Input for this task:
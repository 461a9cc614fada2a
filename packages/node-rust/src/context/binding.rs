//! User bindings and actor lifecycle, reached through the request.
//!
//! Binding calls act for an explicit user id when given one and otherwise
//! for the user bound to the request. Without either there is nobody to bind.

use std::sync::Arc;

use super::error::ContextError;
use super::request::{Request, Routing};
use super::source::Source;
use crate::cluster::{Actor, ActorOptions, Creator};

impl Request {
    fn resolve_uid(routing: &Routing, explicit: Option<i64>) -> Result<i64, ContextError> {
        explicit
            .filter(|uid| *uid != 0)
            .or(routing.uid)
            .ok_or(ContextError::IllegalOperation("no user id bound to request"))
    }

    /// Binds a user to the gateway connection the request came from.
    ///
    /// # Errors
    ///
    /// Returns `ContextError::IllegalOperation` for non-gateway requests or
    /// when no user id is available, or the proxy's error unchanged.
    pub async fn bind_gate(&self, uid: Option<i64>) -> Result<(), ContextError> {
        let routing = self.routing()?;
        let uid = Self::resolve_uid(&routing, uid)?;
        let Source::Gateway { gid, cid } = &routing.source else {
            return Err(ContextError::IllegalOperation("bind_gate requires a gateway source"));
        };
        self.proxy()
            .bind_gate(&routing.cancellation, gid, *cid, uid)
            .await?;
        tracing::debug!(gid = %gid, cid, uid, "user bound to gateway");
        Ok(())
    }

    /// Removes a user's gateway binding.
    ///
    /// # Errors
    ///
    /// Returns `ContextError::IllegalOperation` when no user id is available,
    /// or the proxy's error unchanged.
    pub async fn unbind_gate(&self, uid: Option<i64>) -> Result<(), ContextError> {
        let routing = self.routing()?;
        let uid = Self::resolve_uid(&routing, uid)?;
        self.proxy().unbind_gate(&routing.cancellation, uid).await?;
        Ok(())
    }

    /// Binds a user to this node.
    ///
    /// # Errors
    ///
    /// Returns `ContextError::IllegalOperation` when no user id is available,
    /// or the proxy's error unchanged.
    pub async fn bind_node(&self, uid: Option<i64>) -> Result<(), ContextError> {
        let routing = self.routing()?;
        let uid = Self::resolve_uid(&routing, uid)?;
        self.proxy().bind_node(&routing.cancellation, uid).await?;
        tracing::debug!(node_id = %self.node().id(), uid, "user bound to node");
        Ok(())
    }

    /// Removes a user's node binding.
    ///
    /// # Errors
    ///
    /// Returns `ContextError::IllegalOperation` when no user id is available,
    /// or the proxy's error unchanged.
    pub async fn unbind_node(&self, uid: Option<i64>) -> Result<(), ContextError> {
        let routing = self.routing()?;
        let uid = Self::resolve_uid(&routing, uid)?;
        self.proxy().unbind_node(&routing.cancellation, uid).await?;
        Ok(())
    }

    /// Binds the request's user to actor `kind/id`.
    ///
    /// # Errors
    ///
    /// Returns `ContextError::IllegalOperation` when the request has no user,
    /// or the scheduler's error unchanged.
    pub async fn bind_actor(&self, kind: &str, id: &str) -> Result<(), ContextError> {
        let uid = Self::resolve_uid(&self.routing()?, None)?;
        self.node().scheduler().bind_actor(uid, kind, id).await?;
        Ok(())
    }

    /// Removes the request user's binding for actors of `kind`.
    ///
    /// # Errors
    ///
    /// Returns `ContextError::IllegalOperation` when the request has no user.
    pub async fn unbind_actor(&self, kind: &str) -> Result<(), ContextError> {
        let uid = Self::resolve_uid(&self.routing()?, None)?;
        self.node().scheduler().unbind_actor(uid, kind).await;
        Ok(())
    }

    /// Spawns a new actor on this node.
    ///
    /// # Errors
    ///
    /// Returns the scheduler's error unchanged.
    pub async fn spawn(
        &self,
        creator: Creator,
        options: ActorOptions,
    ) -> Result<Arc<dyn Actor>, ContextError> {
        Ok(self.node().scheduler().spawn(creator, options).await?)
    }

    /// Destroys actor `kind/id`. Returns `false` if it does not exist.
    pub async fn kill(&self, kind: &str, id: &str) -> bool {
        self.node().scheduler().kill(kind, id).await
    }

    /// Looks up actor `kind/id` on this node.
    #[must_use]
    pub fn actor(&self, kind: &str, id: &str) -> Option<Arc<dyn Actor>> {
        self.node().scheduler().load(kind, id)
    }
}

#[cfg(test)]
mod tests {
    use async_trait::async_trait;
    use hearth_core::{Message, Processor, ProcessorContext};

    use super::*;
    use crate::testing::{Binding, Harness};

    struct Room;

    #[async_trait]
    impl Processor for Room {}

    #[tokio::test]
    async fn bind_gate_uses_explicit_uid_then_bound_uid() {
        let h = Harness::new("node-1");
        let request = h.node.request(Source::gateway("g1", 42), Some(1001), Message::default());

        request.bind_gate(Some(2002)).await.unwrap();
        request.bind_gate(None).await.unwrap();

        assert_eq!(
            h.proxy.bindings(),
            vec![
                Binding::Gate {
                    gid: "g1".to_string(),
                    cid: 42,
                    uid: 2002
                },
                Binding::Gate {
                    gid: "g1".to_string(),
                    cid: 42,
                    uid: 1001
                },
            ]
        );
    }

    #[tokio::test]
    async fn binding_without_uid_is_illegal() {
        let h = Harness::new("node-1");
        let request = h.node.request(Source::gateway("g1", 42), None, Message::default());

        for result in [
            request.bind_gate(None).await,
            request.unbind_gate(None).await,
            request.bind_node(None).await,
            request.unbind_node(Some(0)).await,
            request.bind_actor("room", "1").await,
            request.unbind_actor("room").await,
        ] {
            assert!(matches!(result, Err(ContextError::IllegalOperation(_))));
        }
        assert!(h.proxy.bindings().is_empty());
        assert!(h.scheduler.bindings().is_empty());
    }

    #[tokio::test]
    async fn bind_gate_requires_gateway_source() {
        let h = Harness::new("node-1");
        let request = h.node.request(Source::node("node-2"), Some(1001), Message::default());
        let err = request.bind_gate(None).await.unwrap_err();
        assert!(matches!(err, ContextError::IllegalOperation(_)));
    }

    #[tokio::test]
    async fn stale_handle_binds_nobody() {
        let h = Harness::new("node-1");
        let request = h.node.request(Source::gateway("g1", 42), Some(1001), Message::default());
        let kept = request.share();
        let ticket = request.claim().unwrap();
        assert!(request.finish(ticket));

        // Even an explicit uid is refused once the context was recycled.
        for result in [
            kept.bind_gate(Some(7)).await,
            kept.unbind_gate(Some(7)).await,
            kept.bind_node(Some(7)).await,
            kept.unbind_node(Some(7)).await,
            kept.bind_actor("room", "1").await,
            kept.unbind_actor("room").await,
        ] {
            assert!(matches!(result, Err(ContextError::Stale)));
        }
        assert!(h.proxy.bindings().is_empty());
        assert!(h.scheduler.bindings().is_empty());
    }

    #[tokio::test]
    async fn node_bindings_pass_through() {
        let h = Harness::new("node-1");
        let request = h.node.request(Source::node("node-2"), Some(7), Message::default());

        request.bind_node(None).await.unwrap();
        request.unbind_node(Some(8)).await.unwrap();
        request.unbind_gate(None).await.unwrap();

        assert_eq!(
            h.proxy.bindings(),
            vec![
                Binding::Node { uid: 7 },
                Binding::UnbindNode { uid: 8 },
                Binding::UnbindGate { uid: 7 },
            ]
        );
    }

    #[tokio::test]
    async fn actor_binding_uses_request_uid() {
        let h = Harness::new("node-1");
        let request = h.node.request(Source::gateway("g1", 1), Some(55), Message::default());

        request.bind_actor("room", "9").await.unwrap();
        request.unbind_actor("room").await.unwrap();

        assert_eq!(
            h.scheduler.bindings(),
            vec![
                (55, "room".to_string(), Some("9".to_string())),
                (55, "room".to_string(), None),
            ]
        );
    }

    #[tokio::test]
    async fn spawn_load_and_kill_round_through_scheduler() {
        let h = Harness::new("node-1");
        let request = h.node.request(Source::Local, None, Message::default());

        let creator: Creator = Box::new(|_cx: ProcessorContext| Box::new(Room) as Box<dyn Processor>);
        let actor = request
            .spawn(creator, ActorOptions::new("room", "9"))
            .await
            .unwrap();
        assert_eq!(actor.pid(), "room/9");

        let found = request.actor("room", "9").unwrap();
        assert_eq!(found.pid(), "room/9");

        assert!(request.kill("room", "9").await);
        assert!(!request.kill("room", "9").await);
        assert!(request.actor("room", "9").is_none());
    }

    #[tokio::test]
    async fn spawn_error_passes_through() {
        let h = Harness::new("node-1");
        let request = h.node.request(Source::Local, None, Message::default());
        let creator: Creator = Box::new(|_cx: ProcessorContext| Box::new(Room) as Box<dyn Processor>);

        request
            .spawn(creator, ActorOptions::new("room", "1"))
            .await
            .unwrap();
        let again: Creator = Box::new(|_cx: ProcessorContext| Box::new(Room) as Box<dyn Processor>);
        let err = request
            .spawn(again, ActorOptions::new("room", "1"))
            .await
            .unwrap_err();
        assert_eq!(err.to_string(), "actor room/1 already exists");
    }
}
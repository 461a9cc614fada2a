//! Reuse pool for request context slots.
//!
//! Slots go back into the free list only through [`ContextPool::release`],
//! which redeems a [`ClaimTicket`]. The version guard's compare-and-reset is
//! the only gate: a stale or superseded ticket cannot push a slot that some
//! newer claim still owns, and two finalizers racing on the same ticket value
//! have exactly one winner.

use std::sync::Arc;

use parking_lot::Mutex;

use super::slot::{Recycle, Slot};
use super::version::ClaimTicket;

/// Bounded free list of context slots.
#[derive(Debug)]
pub struct ContextPool {
    free: Mutex<Vec<Arc<Slot>>>,
    capacity: usize,
}

impl ContextPool {
    /// Creates an empty pool that keeps at most `capacity` idle slots.
    #[must_use]
    pub fn new(capacity: usize) -> Self {
        Self {
            free: Mutex::new(Vec::with_capacity(capacity.min(1024))),
            capacity,
        }
    }

    /// Pre-allocates up to `count` idle slots (never beyond capacity).
    pub fn prewarm(&self, count: usize) {
        let mut free = self.free.lock();
        let target = count.min(self.capacity);
        while free.len() < target {
            free.push(Arc::new(Slot::new()));
        }
    }

    /// Takes an idle slot, or allocates one if the pool is empty.
    ///
    /// The slot comes back blank and unclaimed. Handles from its previous
    /// generation cannot touch it.
    pub(crate) fn acquire(&self) -> Arc<Slot> {
        let pooled = self.free.lock().pop();
        match pooled {
            Some(slot) => {
                metrics::counter!("hearth_context_pool_hits_total").increment(1);
                slot
            }
            None => {
                metrics::counter!("hearth_context_pool_misses_total").increment(1);
                Arc::new(Slot::new())
            }
        }
    }

    /// Returns the ticket's slot to the pool if the ticket is still current.
    ///
    /// On success the slot is marked unclaimed, wiped, moved to its next
    /// generation and pushed back (or dropped if the pool is full), and `true`
    /// is returned. On failure nothing happens: a newer claim owns the slot,
    /// or it was already recycled.
    pub fn release(&self, ticket: ClaimTicket) -> bool {
        let (slot, version) = ticket.into_parts();
        let chain = match slot.recycle(version) {
            Recycle::Stale => {
                metrics::counter!("hearth_context_pool_rejected_total").increment(1);
                tracing::trace!(version, current = slot.version.load(), "stale release ignored");
                return false;
            }
            Recycle::Recycled { chain } => chain,
        };

        if let Some(chain) = chain {
            // Armed but never fired: the work it belonged to is over.
            let discarded = chain.cancel();
            tracing::debug!(version, discarded, "released slot with an unfired cleanup chain");
        }

        let mut free = self.free.lock();
        if free.len() < self.capacity {
            free.push(slot);
        }
        true
    }

    /// Number of idle slots.
    #[must_use]
    pub fn len(&self) -> usize {
        self.free.lock().len()
    }

    #[must_use]
    pub fn is_empty(&self) -> bool {
        self.len() == 0
    }

    #[must_use]
    pub fn capacity(&self) -> usize {
        self.capacity
    }
}
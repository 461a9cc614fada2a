//! Moving work off the owner onto a worker.
//!
//! `Request::task` claims the context under a fresh ticket, cancels cleanup
//! deferred under the previous claim, and submits a job that runs the
//! continuation and then finalizes the ticket: fire the cleanup chain, then
//! release the slot to the pool, each only if the ticket is still current.
//! Finalization runs even if the continuation panics.

use std::fmt;
use std::future::Future;
use std::panic::AssertUnwindSafe;
use std::sync::Arc;

use futures_util::future::BoxFuture;
use futures_util::FutureExt;
use tokio::runtime::{Handle, TryCurrentError};
use tokio::sync::Semaphore;

use super::request::Request;
use super::version::ClaimTicket;
use crate::fault::{panic_message, FaultKind};
use crate::node::Node;

/// A unit of work handed to a [`TaskSubmitter`].
pub type Job = BoxFuture<'static, ()>;

// ---------------------------------------------------------------------------
// TaskSubmitter
// ---------------------------------------------------------------------------

/// Work-submission capability. Submission never blocks and returns no handle.
pub trait TaskSubmitter: Send + Sync + fmt::Debug {
    fn submit(&self, job: Job);
}

/// Runs jobs as tasks on a tokio runtime, optionally capped by a semaphore.
#[derive(Debug, Clone)]
pub struct TokioSubmitter {
    handle: Handle,
    limit: Option<Arc<Semaphore>>,
}

impl TokioSubmitter {
    #[must_use]
    pub fn new(handle: Handle) -> Self {
        Self {
            handle,
            limit: None,
        }
    }

    /// Submitter bound to the runtime the caller is running on.
    ///
    /// # Errors
    ///
    /// Returns `TryCurrentError` when called outside a tokio runtime.
    pub fn try_current() -> Result<Self, TryCurrentError> {
        Handle::try_current().map(Self::new)
    }

    /// Caps the number of jobs running at once. Excess jobs wait for a permit.
    /// A limit of 0 removes the cap.
    #[must_use]
    pub fn with_limit(mut self, max_concurrent: usize) -> Self {
        self.limit = (max_concurrent > 0).then(|| Arc::new(Semaphore::new(max_concurrent)));
        self
    }
}

impl TaskSubmitter for TokioSubmitter {
    fn submit(&self, job: Job) {
        match &self.limit {
            None => drop(self.handle.spawn(job)),
            Some(limit) => {
                let limit = Arc::clone(limit);
                drop(self.handle.spawn(async move {
                    match limit.acquire_owned().await {
                        Ok(_permit) => job.await,
                        Err(_) => tracing::warn!("task limiter closed, job dropped"),
                    }
                }));
            }
        }
    }
}

// ---------------------------------------------------------------------------
// Finalization
// ---------------------------------------------------------------------------

/// Fires the chain, then releases the slot, both gated on `ticket` being
/// current. Returns whether the slot went back to the pool.
pub(crate) fn finalize(node: &Node, ticket: ClaimTicket, route: i32, seq: i32) -> bool {
    let version = ticket.version();
    if let Some(report) = ticket.slot().fire_if_current(version) {
        for message in report.panics {
            node.report_fault(FaultKind::CleanupPanic, route, seq, version, message);
        }
    }
    let released = node.pool().release(ticket);
    tracing::trace!(route, seq, version, released, "claim finalized");
    released
}

impl Request {
    /// Continues this request on a worker.
    ///
    /// Claims the context under a new ticket (superseding the owner's claim
    /// and any earlier task), cancels cleanup deferred before this call, and
    /// submits `continuation`. Once the continuation completes, or panics,
    /// the cleanup chain fires and the context is released, but only if no
    /// newer claim has been made in the meantime. Panics are reported to the
    /// node's fault sink.
    ///
    /// The continuation's handle is bound to the new claim. Calling `task` on
    /// a stale handle submits nothing.
    pub fn task<F, Fut>(&self, continuation: F)
    where
        F: FnOnce(Request) -> Fut + Send + 'static,
        Fut: Future<Output = ()> + Send + 'static,
    {
        let (ticket, superseded, route, seq) = {
            let Some(mut state) = self.state() else {
                tracing::debug!("task on stale request dropped");
                return;
            };
            let ticket = ClaimTicket::mint(self.slot());
            (ticket, state.chain.take(), state.message.route, state.message.seq)
        };
        if let Some(chain) = superseded {
            let discarded = chain.cancel();
            if discarded > 0 {
                tracing::trace!(discarded, route, seq, "cleanup of superseded claim canceled");
            }
        }

        let version = ticket.version();
        let request = self.bound_to(version);
        let node = Arc::clone(self.node());

        let job = async move {
            let outcome = AssertUnwindSafe(async move { continuation(request).await })
                .catch_unwind()
                .await;
            if let Err(payload) = outcome {
                metrics::counter!("hearth_task_panics_total").increment(1);
                node.report_fault(
                    FaultKind::TaskPanic,
                    route,
                    seq,
                    version,
                    panic_message(payload.as_ref()),
                );
            }
            finalize(&node, ticket, route, seq);
        };

        metrics::counter!("hearth_tasks_submitted_total").increment(1);
        tracing::debug!(route, seq, version, "task submitted");
        self.node().submitter().submit(Box::pin(job));
    }
}
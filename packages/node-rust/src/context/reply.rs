//! Replying to whoever sent the request.
//!
//! Where a reply goes depends only on the recorded source: gateway sessions
//! get a push, other nodes get a deliver, local actors get a mailbox message.

use hearth_core::{
    DeliverArgs, DisconnectArgs, GetIpArgs, Message, Payload, PushArgs, SessionKind,
};
use serde::Serialize;

use super::error::ContextError;
use super::request::Request;
use super::source::Source;

/// Where a reply for a given source must be sent.
#[derive(Debug, Clone, PartialEq, Eq)]
pub enum ReplyRoute {
    /// Push to connection `cid` on gateway `gid`.
    Gateway { gid: String, cid: i64 },
    /// Deliver to another node.
    Node { nid: String },
    /// The request came from this node; nothing to send.
    SelfNode,
    /// Deliver into the mailbox of local actor `pid`.
    Actor { pid: String },
    /// No reply channel.
    Unroutable,
}

/// Resolves the reply route for `source` as seen from node `self_id`.
#[must_use]
pub fn route_reply(source: &Source, self_id: &str) -> ReplyRoute {
    match source {
        Source::Gateway { gid, cid } => ReplyRoute::Gateway {
            gid: gid.clone(),
            cid: *cid,
        },
        Source::Node { nid } if nid == self_id => ReplyRoute::SelfNode,
        Source::Node { nid } => ReplyRoute::Node { nid: nid.clone() },
        Source::Actor { pid } => ReplyRoute::Actor { pid: pid.clone() },
        Source::Local => ReplyRoute::Unroutable,
    }
}

impl Request {
    /// Sends `message` back to the request's source.
    ///
    /// A reply to an actor that no longer exists is dropped and reported as
    /// success. A reply from this node to itself is a no-op.
    ///
    /// # Errors
    ///
    /// Returns `ContextError::IllegalOperation` when the request has no
    /// source, `ContextError::Stale` when the handle outlived its claim, or
    /// the proxy's or actor's error unchanged.
    pub async fn reply(&self, message: Message) -> Result<(), ContextError> {
        let routing = self.routing()?;
        let uid = routing.uid.unwrap_or_default();
        match route_reply(&routing.source, self.node().id()) {
            ReplyRoute::Gateway { gid, cid } => {
                let args = PushArgs {
                    gid,
                    kind: SessionKind::Conn,
                    target: cid,
                    message,
                };
                self.proxy().push(&routing.cancellation, args).await?;
            }
            ReplyRoute::Node { nid } => {
                let args = DeliverArgs { nid, uid, message };
                self.proxy().deliver(&routing.cancellation, args).await?;
            }
            ReplyRoute::SelfNode => {}
            ReplyRoute::Actor { pid } => match self.node().scheduler().load_by_pid(&pid) {
                Some(actor) => actor.deliver(uid, message).await?,
                None => tracing::debug!(pid = %pid, route = message.route, "reply target actor gone"),
            },
            ReplyRoute::Unroutable => {
                return Err(ContextError::IllegalOperation("request has no reply channel"));
            }
        }
        Ok(())
    }

    /// Replies with `payload`, echoing the inbound `seq` and `route`.
    ///
    /// # Errors
    ///
    /// Returns `ContextError::Encode` if `payload` cannot be serialized, and
    /// otherwise the same errors as [`Request::reply`].
    pub async fn response<T: Serialize + ?Sized>(&self, payload: &T) -> Result<(), ContextError> {
        let data = Payload::from_serialize(payload)?;
        let message = Message::new(self.seq(), self.route(), data);
        self.reply(message).await
    }

    /// Closes the gateway session the request came from.
    ///
    /// # Errors
    ///
    /// Returns `ContextError::IllegalOperation` for non-gateway requests, or
    /// the proxy's error unchanged.
    pub async fn disconnect(&self, force: bool) -> Result<(), ContextError> {
        let routing = self.routing()?;
        let Source::Gateway { gid, cid } = routing.source else {
            return Err(ContextError::IllegalOperation("disconnect requires a gateway source"));
        };
        let args = DisconnectArgs {
            gid,
            kind: SessionKind::Conn,
            target: cid,
            force,
        };
        self.proxy().disconnect(&routing.cancellation, args).await?;
        Ok(())
    }

    /// Remote address of the gateway session the request came from.
    ///
    /// # Errors
    ///
    /// Returns `ContextError::IllegalOperation` for non-gateway requests, or
    /// the proxy's error unchanged.
    pub async fn get_ip(&self) -> Result<String, ContextError> {
        let routing = self.routing()?;
        let Source::Gateway { gid, cid } = routing.source else {
            return Err(ContextError::IllegalOperation("get_ip requires a gateway source"));
        };
        let args = GetIpArgs {
            gid,
            kind: SessionKind::Conn,
            target: cid,
        };
        Ok(self.proxy().get_ip(&routing.cancellation, args).await?)
    }

    /// Delivers `args` through the proxy as given.
    ///
    /// # Errors
    ///
    /// Returns `ContextError::Stale` when the handle outlived its claim, or
    /// the proxy's error unchanged.
    pub async fn deliver(&self, args: DeliverArgs) -> Result<(), ContextError> {
        let routing = self.routing()?;
        self.proxy().deliver(&routing.cancellation, args).await?;
        Ok(())
    }
}
//! Fault observation for work that has no caller to return an error to.
//!
//! `Request::task` is fire-and-forget, so a panicking continuation (or a
//! panicking cleanup callback run during its finalization) cannot propagate
//! anywhere. Such faults are handed to the node's [`FaultSink`] instead.

use std::any::Any;
use std::fmt;

/// What failed.
#[derive(Debug, Clone, Copy, PartialEq, Eq)]
pub enum FaultKind {
    /// A continuation submitted through `Request::task` panicked.
    TaskPanic,
    /// A deferred cleanup callback panicked while the chain was firing.
    CleanupPanic,
}

impl fmt::Display for FaultKind {
    fn fmt(&self, f: &mut fmt::Formatter<'_>) -> fmt::Result {
        match self {
            FaultKind::TaskPanic => f.write_str("task panic"),
            FaultKind::CleanupPanic => f.write_str("cleanup panic"),
        }
    }
}

/// A single isolated failure, with enough routing identity to find the handler.
#[derive(Debug, Clone, PartialEq, Eq)]
pub struct Fault {
    pub kind: FaultKind,
    /// Node the fault happened on.
    pub node_id: String,
    /// Route of the message being handled.
    pub route: i32,
    /// Sequence number of the message being handled.
    pub seq: i32,
    /// Claim ticket version the work ran under.
    pub version: u64,
    /// Panic payload rendered as text.
    pub message: String,
}

/// Receives faults that were isolated from the code path that caused them.
pub trait FaultSink: Send + Sync + fmt::Debug {
    fn report(&self, fault: Fault);
}

/// Default sink: logs every fault at `error` level and counts it.
#[derive(Debug, Clone, Copy, Default)]
pub struct TracingFaultSink;

impl FaultSink for TracingFaultSink {
    fn report(&self, fault: Fault) {
        metrics::counter!("hearth_faults_total", "kind" => fault.kind.to_string()).increment(1);
        tracing::error!(
            node_id = %fault.node_id,
            route = fault.route,
            seq = fault.seq,
            version = fault.version,
            kind = %fault.kind,
            "{}",
            fault.message
        );
    }
}

/// Renders a panic payload caught by `catch_unwind`.
pub(crate) fn panic_message(payload: &(dyn Any + Send)) -> String {
    if let Some(s) = payload.downcast_ref::<&'static str>() {
        (*s).to_string()
    } else if let Some(s) = payload.downcast_ref::<String>() {
        s.clone()
    } else {
        "non-string panic payload".to_string()
    }
}

#[cfg(test)]
mod tests {
    use super::*;

    #[test]
    fn panic_message_handles_str_and_string() {
        let payload = std::panic::catch_unwind(|| panic!("boom")).unwrap_err();
        assert_eq!(panic_message(payload.as_ref()), "boom");

        let payload = std::panic::catch_unwind(|| panic!("code {}", 7)).unwrap_err();
        assert_eq!(panic_message(payload.as_ref()), "code 7");

        let payload = std::panic::catch_unwind(|| std::panic::panic_any(42_u8)).unwrap_err();
        assert_eq!(panic_message(payload.as_ref()), "non-string panic payload");
    }

    #[test]
    fn tracing_sink_accepts_faults() {
        TracingFaultSink.report(Fault {
            kind: FaultKind::TaskPanic,
            node_id: "node-1".to_string(),
            route: 1,
            seq: 2,
            version: 3,
            message: "boom".to_string(),
        });
    }
}
//! Payload encryption strategy.
//!
//! Gateways may encrypt client payloads end-to-end. A node configured with an
//! [`Encryptor`] decrypts gateway-originated payloads before decoding them.
//! No cipher ships with this crate; deployments plug in their own.

use std::fmt;

/// Errors produced by an [`Encryptor`].
#[derive(Debug, Clone, PartialEq, Eq, thiserror::Error)]
pub enum CryptoError {
    #[error("decrypt failed: {0}")]
    Decrypt(String),
}

/// Inbound payload decryption.
pub trait Encryptor: Send + Sync + fmt::Debug {
    /// Short name used in logs.
    fn name(&self) -> &'static str;

    /// Decrypt an inbound payload.
    ///
    /// # Errors
    ///
    /// Returns `CryptoError::Decrypt` if the payload is corrupt or was sealed
    /// with another key.
    fn decrypt(&self, data: &[u8]) -> Result<Vec<u8>, CryptoError>;
}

Assigned task:
From the entries above, extract only the lines running from the one containing "fn fmt(&self, f: &mut" through the one containing "pub struct Fault", inclusive.

Output for this exercise:
    fn fmt(&self, f: &mut fmt::Formatter<'_>) -> fmt::Result {
        match self {
            FaultKind::TaskPanic => f.write_str("task panic"),
            FaultKind::CleanupPanic => f.write_str("cleanup panic"),
        }
    }
}

/// A single isolated failure, with enough routing identity to find the handler.
#[derive(Debug, Clone, PartialEq, Eq)]
pub struct Fault {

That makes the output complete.